Escaping prisoner shot to death
By Nick Hiltunen
Published in News on January 23, 2008 2:17 PM
A man convicted of second-degree murder in Stokes County in 2001 was shot and killed after scaling two fences at a Johnston County correctional facility, a spokesman said.
N.C. Department of Correction spokesman Mike Stater said Adelino V. Najera, 33, of Honduras, had escaped from the Johnston Correctional Institute on U.S. 70.
"He climbed over two fences, and that was at the paint plant, which is beside the prison," Stater said. "I don't know what kind of wire was over the top of those fences."
After scaling the dual barricades, correctional officers ordered Najera to stop, and he did not, Stater said.
"They opened fire, which they are allowed to do under N.C. law," Stater said.

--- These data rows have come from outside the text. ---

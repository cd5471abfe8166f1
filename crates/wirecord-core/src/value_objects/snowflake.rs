//! Snowflake ID - 64-bit identifier assigned by the platform
//!
//! Structure:
//! - Bits 63-22: Timestamp (milliseconds since platform epoch)
//! - Bits 21-17: Internal worker ID
//! - Bits 16-12: Internal process ID
//! - Bits 11-0:  Increment

use serde::{Deserialize, Deserializer, Serialize, Serializer};
use std::fmt;

/// Platform Snowflake ID (64-bit)
///
/// The client never mints these; it only parses and compares them.
#[derive(Debug, Clone, Copy, PartialEq, Eq, PartialOrd, Ord, Hash, Default)]
pub struct Snowflake(u64);

impl Snowflake {
    /// Platform epoch: 2015-01-01 00:00:00 UTC (milliseconds)
    pub const EPOCH: u64 = 1_420_070_400_000;

    /// Create a new Snowflake from a raw value
    #[inline]
    pub const fn new(id: u64) -> Self {
        Self(id)
    }

    /// Get the inner value
    #[inline]
    pub const fn into_inner(self) -> u64 {
        self.0
    }

    /// Check if the Snowflake is zero (uninitialized)
    #[inline]
    pub const fn is_zero(&self) -> bool {
        self.0 == 0
    }

    /// Extract timestamp (milliseconds since Unix epoch)
    #[inline]
    pub fn timestamp(&self) -> u64 {
        (self.0 >> 22) + Self::EPOCH
    }

    /// Convert timestamp to DateTime<Utc>
    pub fn created_at(&self) -> Option<chrono::DateTime<chrono::Utc>> {
        use chrono::{TimeZone, Utc};
        Utc.timestamp_millis_opt(i64::try_from(self.timestamp()).ok()?)
            .single()
    }

    /// Parse from string representation
    pub fn parse(s: &str) -> Result<Self, SnowflakeParseError> {
        s.parse::<u64>()
            .map(Snowflake)
            .map_err(|_| SnowflakeParseError::InvalidFormat)
    }

    /// Read a Snowflake out of a JSON field, accepting string or integer form
    pub fn from_json(value: Option<&serde_json::Value>) -> Option<Self> {
        match value? {
            serde_json::Value::String(s) => Self::parse(s).ok(),
            serde_json::Value::Number(n) => n.as_u64().map(Snowflake),
            _ => None,
        }
    }
}

/// Error when parsing a Snowflake from string
#[derive(Debug, Clone, Copy, PartialEq, Eq, thiserror::Error)]
pub enum SnowflakeParseError {
    #[error("invalid snowflake format")]
    InvalidFormat,
}

impl fmt::Display for Snowflake {
    fn fmt(&self, f: &mut fmt::Formatter<'_>) -> fmt::Result {
        write!(f, "{}", self.0)
    }
}

impl From<u64> for Snowflake {
    fn from(id: u64) -> Self {
        Self(id)
    }
}

impl From<Snowflake> for u64 {
    fn from(id: Snowflake) -> Self {
        id.0
    }
}

impl std::str::FromStr for Snowflake {
    type Err = SnowflakeParseError;

    fn from_str(s: &str) -> Result<Self, Self::Err> {
        Snowflake::parse(s)
    }
}

// Serialize as string for JSON (JavaScript BigInt safety)
impl Serialize for Snowflake {
    fn serialize<S>(&self, serializer: S) -> Result<S::Ok, S::Error>
    where
        S: Serializer,
    {
        serializer.serialize_str(&self.0.to_string())
    }
}

// Deserialize from string or number
impl<'de> Deserialize<'de> for Snowflake {
    fn deserialize<D>(deserializer: D) -> Result<Self, D::Error>
    where
        D: Deserializer<'de>,
    {
        use serde::de::{self, Visitor};

        struct SnowflakeVisitor;

        impl Visitor<'_> for SnowflakeVisitor {
            type Value = Snowflake;

            fn expecting(&self, formatter: &mut fmt::Formatter) -> fmt::Result {
                formatter.write_str("a string or integer representing a snowflake ID")
            }

            fn visit_i64<E>(self, value: i64) -> Result<Snowflake, E>
            where
                E: de::Error,
            {
                u64::try_from(value)
                    .map(Snowflake)
                    .map_err(|_| de::Error::custom("negative snowflake"))
            }

            fn visit_u64<E>(self, value: u64) -> Result<Snowflake, E>
            where
                E: de::Error,
            {
                Ok(Snowflake(value))
            }

            fn visit_str<E>(self, value: &str) -> Result<Snowflake, E>
            where
                E: de::Error,
            {
                value
                    .parse::<u64>()
                    .map(Snowflake)
                    .map_err(|_| de::Error::custom("invalid snowflake string"))
            }
        }

        deserializer.deserialize_any(SnowflakeVisitor)
    }
}
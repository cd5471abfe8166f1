//! Close-code recovery actions

use std::fmt;

/// What a session does when its connection closes with a given code
#[derive(Debug, Clone, Copy, PartialEq, Eq, Hash)]
pub enum CloseAction {
    /// Normal closure, nothing to recover
    Ignore,
    /// Re-dial and resume the existing session
    Resume,
    /// Drop the session identity and start over
    Reconnect,
    /// Stop for good and surface the failure
    Terminate,
}

impl CloseAction {
    pub fn as_str(&self) -> &'static str {
        match self {
            Self::Ignore => "ignore",
            Self::Resume => "resume",
            Self::Reconnect => "reconnect",
            Self::Terminate => "terminate",
        }
    }
}

impl fmt::Display for CloseAction {
    fn fmt(&self, f: &mut fmt::Formatter<'_>) -> fmt::Result {
        f.write_str(self.as_str())
    }
}
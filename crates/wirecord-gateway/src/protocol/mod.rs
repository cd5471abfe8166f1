//! Gateway protocol types
//!
//! Op codes, close codes, the JSON envelope and command payloads.

pub mod close_codes;
pub mod messages;
pub mod opcodes;
pub mod payloads;

pub use close_codes::CloseCode;
pub use messages::GatewayMessage;
pub use opcodes::OpCode;
pub use payloads::{
    Activity, HelloPayload, IdentifyPayload, IdentifyProperties, PresenceUpdatePayload, ReadyPayload,
    RequestGuildMembersPayload, ResumePayload, VoiceServerUpdate, VoiceStateUpdatePayload,
};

The State Bureau of Investigation is looking into the incident.
The paint plant from which Najera escaped is a prison "enterprise facility," the spokesman said.

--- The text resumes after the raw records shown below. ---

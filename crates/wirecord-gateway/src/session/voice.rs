//! Voice join, leave and re-join

use std::sync::Arc;

use wirecord_core::Snowflake;
use wirecord_voice::{VoiceConnectParams, VoiceSession};

use super::GatewayInner;
use crate::error::GatewayError;
use crate::protocol::{OpCode, VoiceStateUpdatePayload};
use crate::voice_join::VOICE_JOIN_TIMEOUT;

impl GatewayInner {
    pub(crate) async fn join_voice(
        self: &Arc<Self>,
        guild_id: Snowflake,
        channel_id: Snowflake,
    ) -> Result<VoiceSession, GatewayError> {
        let user_id = self.user_id().ok_or(GatewayError::NotReady("current user"))?;

        let join = self.joins.begin(guild_id);
        if let Err(e) = self.send(OpCode::VoiceStateUpdate, &VoiceStateUpdatePayload::join(guild_id, channel_id)) {
            self.joins.finish(guild_id, &join);
            return Err(e);
        }

        let signals = join.wait(&self.lifetime, VOICE_JOIN_TIMEOUT).await;
        self.joins.finish(guild_id, &join);
        let (state, server) = signals.map_err(|e| GatewayError::from_gate(e, GatewayError::VoiceJoinTimeout(guild_id)))?;

        if let Some((_, previous)) = self.voice.remove(&guild_id) {
            previous.exit();
        }

        let params = VoiceConnectParams {
            guild_id,
            channel_id: state.channel_id,
            user_id,
            session_id: state.session_id,
            token: server.token,
            endpoint: server.endpoint,
        };
        tracing::debug!(guild_id = %guild_id, endpoint = %params.endpoint, "Voice join confirmed");

        let voice = VoiceSession::new(params, &self.owner, Arc::clone(&self.audio), self.config.write_queue_limit);
        self.install_voice_fallback(&voice);
        voice.connect().await?;

        if self.lifetime.is_cancelled() {
            voice.exit();
            return Err(GatewayError::Cancelled);
        }
        self.voice.insert(guild_id, voice.clone());
        tracing::info!(guild_id = %guild_id, channel_id = %voice.channel_id(), "Joined voice");
        Ok(voice)
    }

    pub(crate) fn leave_voice(&self, guild_id: Snowflake) -> Result<(), GatewayError> {
        self.joins.cancel(guild_id);
        let sent = self.send(OpCode::VoiceStateUpdate, &VoiceStateUpdatePayload::leave(guild_id));
        if let Some((_, voice)) = self.voice.remove(&guild_id) {
            voice.exit();
            tracing::info!(guild_id = %guild_id, "Left voice");
        }
        sent
    }

    /// Route a voice session's failed resume back to a fresh join
    pub(crate) fn install_voice_fallback(self: &Arc<Self>, voice: &VoiceSession) {
        let weak = Arc::downgrade(self);
        voice.on_reconnect(move |guild_id| {
            if let Some(inner) = weak.upgrade() {
                inner.rejoin_voice(guild_id);
            }
        });
    }

    fn rejoin_voice(self: &Arc<Self>, guild_id: Snowflake) {
        let Some((_, voice)) = self.voice.remove(&guild_id) else {
            return;
        };
        if self.lifetime.is_cancelled() {
            return;
        }
        let channel_id = voice.channel_id();
        tracing::warn!(guild_id = %guild_id, channel_id = %channel_id, "Voice session lost, re-joining");

        let inner = Arc::clone(self);
        tokio::spawn(async move {
            if let Err(e) = inner.join_voice(guild_id, channel_id).await {
                tracing::warn!(guild_id = %guild_id, error = %e, "Voice re-join failed");
            }
        });
    }
}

"Everything that's made at an enterprise plant is for sale to state agencies, or for our own use in prisons," Stater said.
Stater said it was not clear how Najera was able to climb the two fences succesffully.
"How he got over, I don't know, I just don't know -- okay?" Stater said. "That's where an S.B.I. official would have to give that information."
Stokes County is near North Carolina's border with Virginia, just north of Winston-Salem.